The assassination of Nasrallah fits that scenario: Hozat already said that Lebanon would probably be next, and then Syria, and the Israeli invasion of Lebanon is currently happening. So, what does this say about the KCK’s position? For one, that the KCK doesn’t need to please any state with their statements and views because they are not existentially tied to a state but act independently. But the geopolitical analysis is also closely tied to the solution the Kurdish movement proposes. A solution that addresses both the Kurdish and the Palestinian issue, and the tensions, violence and wars in the whole region.

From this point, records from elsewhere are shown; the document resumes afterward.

//! Type registry and name resolution shared by every generated file.

use std::collections::{HashMap, HashSet};
use std::path::Path;

use proc_macro2::TokenStream;
use quote::ToTokens;

use crate::codegen::{find_recursive_fields, RecursiveField};
use crate::config::Config;
use crate::descriptor::{DescriptorProto, EnumDescriptorProto, FileDescriptorProto, FileDescriptorSet};
use crate::Error;

/// What kind of type a registry entry describes.
#[derive(Debug, Clone)]
pub enum TypeKind {
    Message,
    /// Enum values in declaration order.
    Enum { values: Vec<(String, i32)> },
}

#[derive(Debug, Clone)]
pub struct TypeInfo {
    /// The Rust module generated for the defining file's package.
    pub rust_module: String,
    /// Path below the package module, e.g. `["outer", "Inner"]` for `.pkg.Outer.Inner`.
    pub rust_path: Vec<String>,
    pub kind: TypeKind,
}

/// Where generated code is being emitted: the package module, and how many
/// nested message modules deep.
#[derive(Debug, Clone)]
pub struct Scope {
    pub module: String,
    pub depth: usize,
    /// Fully-qualified proto name of the enclosing message, or the package
    /// prefix (e.g. `.pkg`) at file level.
    pub proto_path: String,
}

impl Scope {
    pub fn file(module: &str, package: &str) -> Self {
        Self {
            module: module.to_string(),
            depth: 0,
            proto_path: if package.is_empty() {
                String::new()
            } else {
                format!(".{}", package)
            },
        }
    }

    /// Scope of the `pub mod` holding the nested types of `message_name`.
    pub fn nested(&self, message_name: &str) -> Self {
        Self {
            module: self.module.clone(),
            depth: self.depth + 1,
            proto_path: self.qualify(message_name),
        }
    }

    /// Fully-qualified proto name of a type declared in this scope.
    pub fn qualify(&self, name: &str) -> String {
        format!("{}.{}", self.proto_path, name)
    }
}

/// Everything generation needs to know beyond the message at hand.
pub struct GenerationContext<'a> {
    pub config: &'a Config,
    /// Keyed by fully-qualified proto name, e.g. `.pkg.Outer.Inner`.
    pub type_registry: HashMap<String, TypeInfo>,
    pub recursive_fields: HashSet<RecursiveField>,
}

impl<'a> GenerationContext<'a> {
    pub fn new(config: &'a Config, fds: &FileDescriptorSet) -> Self {
        let mut type_registry = HashMap::new();

        for file in &fds.file {
            let package = file.package.as_deref().unwrap_or("");
            let scope = Scope::file(&file_module_name(file), package);

            for message in &file.message_type {
                register_message(&mut type_registry, &scope, &[], message);
            }
            for enum_type in &file.enum_type {
                register_enum(&mut type_registry, &scope, &[], enum_type);
            }
        }

        let recursive_fields = find_recursive_fields(fds);
        tracing::debug!(
            types = type_registry.len(),
            boxed = recursive_fields.len(),
            "built type registry"
        );

        Self {
            config,
            type_registry,
            recursive_fields,
        }
    }

    /// Whether `field_name` of `message_fqn` is stored as `Option<Box<_>>`.
    pub fn is_recursive_field(&self, message_fqn: &str, field_name: &str) -> bool {
        self.recursive_fields.contains(&RecursiveField {
            message_fqn: message_fqn.to_string(),
            field_name: field_name.to_string(),
        })
    }

    pub fn lookup(&self, proto_type_name: &str) -> Result<&TypeInfo, Error> {
        self.type_registry
            .get(proto_type_name)
            .ok_or_else(|| Error::UnresolvedType(proto_type_name.to_string()))
    }

    /// Enum values of `proto_type_name`, or `None` if it is not a known enum.
    pub fn enum_values(&self, proto_type_name: &str) -> Option<&[(String, i32)]> {
        match &self.type_registry.get(proto_type_name)?.kind {
            TypeKind::Enum { values } => Some(values),
            TypeKind::Message => None,
        }
    }

    /// Resolve a proto type name to a Rust type path usable from `scope`.
    ///
    /// Package modules are emitted as siblings, so types from the same package
    /// are reached by climbing out of nested message modules with `super::`,
    /// and types from other packages with one more `super::` and the sibling
    /// module's name.
    pub fn resolve_type(&self, scope: &Scope, proto_type_name: &str) -> Result<TokenStream, Error> {
        let path = match self.config.extern_paths.get(proto_type_name) {
            Some(extern_path) => extern_path.clone(),
            None => {
                let info = self.lookup(proto_type_name)?;
                let mut segments = vec!["super"; scope.depth];
                if info.rust_module != scope.module {
                    segments.push("super");
                    segments.push(&info.rust_module);
                }
                segments.extend(info.rust_path.iter().map(String::as_str));
                segments.join("::")
            }
        };
        let path: syn::Path = syn::parse_str(&path)?;
        Ok(path.into_token_stream())
    }
}

/// Record `message`, then everything declared inside it.
fn register_message(
    registry: &mut HashMap<String, TypeInfo>,
    scope: &Scope,
    parents: &[String],
    message: &DescriptorProto,
) {
    let Some(name) = &message.name else {
        return;
    };

    let mut rust_path = parents.to_vec();
    rust_path.push(to_rust_type_name(name));
    registry.insert(
        scope.qualify(name),
        TypeInfo {
            rust_module: scope.module.clone(),
            rust_path,
            kind: TypeKind::Message,
        },
    );

    let nested_scope = scope.nested(name);
    let mut nested_parents = parents.to_vec();
    nested_parents.push(to_rust_module_name(name));

    for nested in &message.nested_type {
        register_message(registry, &nested_scope, &nested_parents, nested);
    }
    for enum_type in &message.enum_type {
        register_enum(registry, &nested_scope, &nested_parents, enum_type);
    }
}

fn register_enum(
    registry: &mut HashMap<String, TypeInfo>,
    scope: &Scope,
    parents: &[String],
    enum_type: &EnumDescriptorProto,
) {
    let Some(name) = &enum_type.name else {
        return;
    };

    let values = enum_type
        .value
        .iter()
        .filter_map(|v| Some((v.name.clone()?, v.number?)))
        .collect();

    let mut rust_path = parents.to_vec();
    rust_path.push(to_rust_type_name(name));
    registry.insert(
        scope.qualify(name),
        TypeInfo {
            rust_module: scope.module.clone(),
            rust_path,
            kind: TypeKind::Enum { values },
        },
    );
}

/// Name of the Rust module generated for a file: its package with dots
/// replaced by underscores, or the file stem for files without a package.
pub fn file_module_name(file: &FileDescriptorProto) -> String {
    if let Some(package) = file.package.as_ref().filter(|p| !p.is_empty()) {
        package.replace('.', "_")
    } else {
        let name = file.name.as_deref().unwrap_or("unknown");
        Path::new(name)
            .file_stem()
            .and_then(|s| s.to_str())
            .map(to_snake_case)
            .unwrap_or_else(|| "unknown".to_string())
    }
}

/// Rust identifier for a message or enum name; only keywords change.
pub fn to_rust_type_name(name: &str) -> String {
    if is_rust_keyword(name) {
        format!("r#{}", name)
    } else {
        name.to_string()
    }
}

/// Name of the module holding the nested types of message `name`.
pub fn to_rust_module_name(name: &str) -> String {
    to_rust_field_name(name)
}

/// Convert proto field name to Rust field name (snake_case).
///
/// Keywords that cannot be raw identifiers get a trailing underscore.
pub fn to_rust_field_name(name: &str) -> String {
    let snake = to_snake_case(name);
    match snake.as_str() {
        "self" | "super" | "crate" | "Self" => format!("{}_", snake),
        s if is_rust_keyword(s) => format!("r#{}", snake),
        _ => snake,
    }
}

/// `camelCase`, `PascalCase` or acronym-bearing names (`HTTPServer`) to
/// `snake_case`. Names already in snake case come back unchanged.
pub fn to_snake_case(s: &str) -> String {
    let mut out = String::with_capacity(s.len() + 4);
    let mut chars = s.chars().peekable();
    let mut prev: Option<char> = None;

    while let Some(c) = chars.next() {
        if c.is_uppercase() {
            let word_start = match prev {
                Some(p) if p.is_lowercase() || p.is_ascii_digit() => true,
                // Last capital of an acronym followed by a new word.
                Some(p) if p.is_uppercase() => chars.peek().is_some_and(|n| n.is_lowercase()),
                _ => false,
            };
            if word_start {
                out.push('_');
            }
            out.extend(c.to_lowercase());
        } else {
            out.push(c);
        }
        prev = Some(c);
    }
    out
}

/// Convert SCREAMING_SNAKE_CASE or snake_case to PascalCase.
pub fn to_pascal_case(s: &str) -> String {
    s.split('_')
        .map(|word| {
            let mut chars = word.chars();
            match chars.next() {
                None => String::new(),
                Some(first) => first
                    .to_uppercase()
                    .chain(chars.map(|c| c.to_ascii_lowercase()))
                    .collect(),
            }
        })
        .collect()
}

/// Strict and reserved keywords of the 2021 edition, plus `gen`.
fn is_rust_keyword(s: &str) -> bool {
    matches!(
        s,
        "as" | "break"
            | "const"
            | "continue"
            | "crate"
            | "else"
            | "enum"
            | "extern"
            | "false"
            | "fn"
            | "for"
            | "if"
            | "impl"
            | "in"
            | "let"
            | "loop"
            | "match"
            | "mod"
            | "move"
            | "mut"
            | "pub"
            | "ref"
            | "return"
            | "self"
            | "Self"
            | "static"
            | "struct"
            | "super"
            | "trait"
            | "true"
            | "type"
            | "unsafe"
            | "use"
            | "where"
            | "while"
            | "async"
            | "await"
            | "dyn"
            | "abstract"
            | "become"
            | "box"
            | "do"
            | "final"
            | "macro"
            | "override"
            | "priv"
            | "typeof"
            | "unsized"
            | "virtual"
            | "yield"
            | "try"
            | "gen"
    )
}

Because of course, the KCK supports the plight of the Palestinians. The spokesperson told me that it regards Israel’s attacks against the Palestinians and particularly against the civilians in Gaza as a heinous act of genocide. He wrote: “As the Kurdish Freedom Movement, we support the Palestinians’ cause for freedom, for living a free life on their free land.” And he brought up the solution: democratic confederalism.
Borders
When I explain democratic confederalism in a Kurdish context to people who are beginners on the subject, I point out that no, the Kurdish armed movement is not fighting for an independent Kurdish nation-state. They are against nation-states, as they don’t do justice to the ethnically, religiously, linguistically and culturally immensely diverse fabric of the Middle-Eastern societies. Better would be a system that gives real power to local communities to govern themselves in a loose confederalist structure. Such a model undermines existing nation-states and eventually renders their borders obsolete.
Explaining the system in the context of Palestine and Israel, I would sum it up as: think of it as a no state solution, with hegemony for nobody, erasing borders and walls and giving everybody full rights. Unrealistic? Well, the one-state solution Israel has been trying to create since 1948 isn’t working out particularly well, to say the least, and a two-state solution isn’t considered realistic anymore either.
A short, quick statement on the assassination of Nasrallah? I’m not holding my breath. Maybe it’s superficial to wait for it, even. The wider analysis into which these murders fit, gives a much deeper understanding.